Mask-RCNN vs. Personalized-SAM: Comparing Two Object Segmentation Models

Juan López-Ríos de Castro
August 3, 2023
5 min read
blog image

Let's take a moment to talk about one of the coolest things in AI right now: object segmentation. Simply put, object segmentation is about making sense of a picture by splitting it into its core parts and figuring out what's what. It’s kind of like solving a jigsaw puzzle, but instead of fitting pieces together, our AI is identifying and labeling things like cats, cars, trees, you name it!

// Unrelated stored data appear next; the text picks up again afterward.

//! SQL rendering of a compiled rule base.
//!
//! Each non-empty rule sequence becomes one multi-row `INSERT` against its
//! table; statements are separated by a blank line.

use crate::rules::SchemaQueryRules;

pub const TYPE_RESTRICTIONS_TABLE: &str = "type_restrictions";
pub const UNARY_RULES_TABLE: &str = "unary_rules";
pub const BINARY_RULES_TABLE: &str = "binary_rules";

pub fn to_sql(rules: &SchemaQueryRules) -> String {
    let statements = [
        insert_statement(
            TYPE_RESTRICTIONS_TABLE,
            rules.relation_type_restrictions.iter().map(|r| {
                [
                    r.resource_type.as_str(),
                    r.relation.as_str(),
                    r.subject_type.as_str(),
                    r.subject_relation.as_deref().unwrap_or(""),
                ]
            }),
        ),
        insert_statement(
            UNARY_RULES_TABLE,
            rules.unary_rules.iter().map(|r| {
                [
                    r.resource_type.as_str(),
                    r.source_relation.as_str(),
                    r.derived_relation.as_str(),
                ]
            }),
        ),
        insert_statement(
            BINARY_RULES_TABLE,
            rules.binary_rules.iter().map(|r| {
                [
                    r.first_resource_type.as_str(),
                    r.first_relation.as_str(),
                    r.second_resource_type.as_str(),
                    r.second_relation.as_str(),
                    r.derived_relation.as_str(),
                ]
            }),
        ),
    ];

    statements.into_iter().flatten().collect::<Vec<_>>().join("\n\n")
}

impl SchemaQueryRules {
    pub fn to_sql(&self) -> String {
        to_sql(self)
    }
}

fn insert_statement<'a, I, R>(table: &str, rows: I) -> Option<String>
where
    I: IntoIterator<Item = R>,
    R: IntoIterator<Item = &'a str>,
{
    let rows: Vec<String> = rows
        .into_iter()
        .map(|row| {
            let values: Vec<String> = row.into_iter().map(quote).collect();
            format!("({})", values.join(", "))
        })
        .collect();

    if rows.is_empty() {
        return None;
    }
    Some(format!("INSERT INTO {table} VALUES\n{};", rows.join(",\n")))
}

fn quote(value: &str) -> String {
    format!("'{}'", value.replace('\'', "''"))
}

The practical implications of successful object segmentation are profound, spanning diverse industries and applications - from autonomous vehicles distinguishing between pedestrians and road infrastructure to medical imaging software that identifies and isolates tumors in a patient's scan to surveillance systems that track individuals or objects of interest. Each of these cases hinges on the capability to segment and identify objects within a broader context precisely; as a result, precise detection provides a granular understanding that fuels informed decisions and actions. Object segmentation is the secret sauce that makes this possible.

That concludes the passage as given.